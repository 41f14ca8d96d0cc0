//! Role-based access control with guard-scoped subjects.
//!
//! Warden answers whether a subject (a user, an admin, any model) may perform
//! a named permission, either directly or through one of its roles. Roles and
//! permissions live in a pluggable [`AuthorizationStore`]; the
//! [`PermissionRegistrar`] caches the full role/permission mapping and drops
//! it whenever a role, a permission, or an assignment between them changes.
//!
//! # Setup
//!
//! ```ignore
//! use warden::prelude::*;
//!
//! let warden = Warden::builder()
//!     .config(WardenConfig::load("dev")?)
//!     .build()?;
//!
//! let editor = warden.roles().create("editor", None).await?;
//! warden.permissions().create("edit-articles", None).await?;
//! warden.role_permissions(&editor).give_permission_to(["edit-articles"]).await?;
//! ```
//!
//! # Subjects
//!
//! Any type implementing [`Authorizable`] can hold roles and permissions.
//! Guards are resolved from the instance, the type, or the configured auth
//! providers (see [`GuardResolver`]).
//!
//! ```ignore
//! struct User { id: u64 }
//!
//! impl GuardScoped for User {
//!     const MODEL_TYPE: &'static str = "user";
//! }
//!
//! impl Authorizable for User {
//!     fn subject_id(&self) -> String { self.id.to_string() }
//! }
//!
//! let user = User { id: 1 };
//! user.roles(&warden).assign_role(["editor"]).await?;
//! assert!(user.permissions(&warden).has_permission_to("edit-articles").await?);
//! ```
//!
//! # Gates
//!
//! ```ignore
//! RequirePermission::parse("edit-articles|publish-articles")
//!     .check(&warden, &auth)
//!     .await?;
//! ```
//!
//! With the `axum` feature, [`PermissionError`] implements `IntoResponse`,
//! answering `{"error": "..."}` with its status code.

pub mod engine;
pub mod gate;
pub mod has_permissions;
pub mod has_roles;
pub mod permissions;
pub mod reference;
pub mod registrar;
pub mod roles;
pub mod subject;

pub use warden_cache::{CacheStore, InMemoryCache};
pub use warden_core::{
    ConfigError, EntityId, GuardResolver, GuardScoped, Holder, PermissionError, SubjectKey,
    WardenConfig,
};
pub use warden_data::{
    AuthorizationStore, DataError, InMemoryStore, Permission, Role, SubjectFilter,
};

pub use engine::{Warden, WardenBuilder};
pub use gate::{AuthContext, RequirePermission, RequireRole};
pub use has_permissions::HasPermissions;
pub use has_roles::HasRoles;
pub use permissions::Permissions;
pub use reference::{PermissionRef, RoleRef};
pub use registrar::{PermissionRegistrar, PermissionSnapshot, RolePermissionRow};
pub use roles::Roles;
pub use subject::Authorizable;

/// Prelude for convenient imports.
pub mod prelude {
    pub use crate::engine::Warden;
    pub use crate::gate::{AuthContext, RequirePermission, RequireRole};
    pub use crate::subject::Authorizable;
    pub use warden_core::{GuardScoped, PermissionError, WardenConfig};
    pub use warden_data::{Permission, Role};
}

* * * *

Exercise details: Reproduce the records above exactly.

Solution for this task:
repository 41f14ca8d96d0cc0
//! Role-based access control with guard-scoped subjects.
//!
//! Warden answers whether a subject (a user, an admin, any model) may perform
//! a named permission, either directly or through one of its roles. Roles and
//! permissions live in a pluggable [`AuthorizationStore`]; the
//! [`PermissionRegistrar`] caches the full role/permission mapping and drops
//! it whenever a role, a permission, or an assignment between them changes.
//!
//! # Setup
//!
//! ```ignore
//! use warden::prelude::*;
//!
//! let warden = Warden::builder()
//!     .config(WardenConfig::load("dev")?)
//!     .build()?;
//!
//! let editor = warden.roles().create("editor", None).await?;
//! warden.permissions().create("edit-articles", None).await?;
//! warden.role_permissions(&editor).give_permission_to(["edit-articles"]).await?;
//! ```
//!
//! # Subjects
//!
//! Any type implementing [`Authorizable`] can hold roles and permissions.
//! Guards are resolved from the instance, the type, or the configured auth
//! providers (see [`GuardResolver`]).
//!
//! ```ignore
//! struct User { id: u64 }
//!
//! impl GuardScoped for User {
//!     const MODEL_TYPE: &'static str = "user";
//! }
//!
//! impl Authorizable for User {
//!     fn subject_id(&self) -> String { self.id.to_string() }
//! }
//!
//! let user = User { id: 1 };
//! user.roles(&warden).assign_role(["editor"]).await?;
//! assert!(user.permissions(&warden).has_permission_to("edit-articles").await?);
//! ```
//!
//! # Gates
//!
//! ```ignore
//! RequirePermission::parse("edit-articles|publish-articles")
//!     .check(&warden, &auth)
//!     .await?;
//! ```
//!
//! With the `axum` feature, [`PermissionError`] implements `IntoResponse`,
//! answering `{"error": "..."}` with its status code.

pub mod engine;
pub mod gate;
pub mod has_permissions;
pub mod has_roles;
pub mod permissions;
pub mod reference;
pub mod registrar;
pub mod roles;
pub mod subject;

pub use warden_cache::{CacheStore, InMemoryCache};
pub use warden_core::{
    ConfigError, EntityId, GuardResolver, GuardScoped, Holder, PermissionError, SubjectKey,
    WardenConfig,
};
pub use warden_data::{
    AuthorizationStore, DataError, InMemoryStore, Permission, Role, SubjectFilter,
};

pub use engine::{Warden, WardenBuilder};
pub use gate::{AuthContext, RequirePermission, RequireRole};
pub use has_permissions::HasPermissions;
pub use has_roles::HasRoles;
pub use permissions::Permissions;
pub use reference::{PermissionRef, RoleRef};
pub use registrar::{PermissionRegistrar, PermissionSnapshot, RolePermissionRow};
pub use roles::Roles;
pub use subject::Authorizable;

/// Prelude for convenient imports.
pub mod prelude {
    pub use crate::engine::Warden;
    pub use crate::gate::{AuthContext, RequirePermission, RequireRole};
    pub use crate::subject::Authorizable;
    pub use warden_core::{GuardScoped, PermissionError, WardenConfig};
    pub use warden_data::{Permission, Role};
}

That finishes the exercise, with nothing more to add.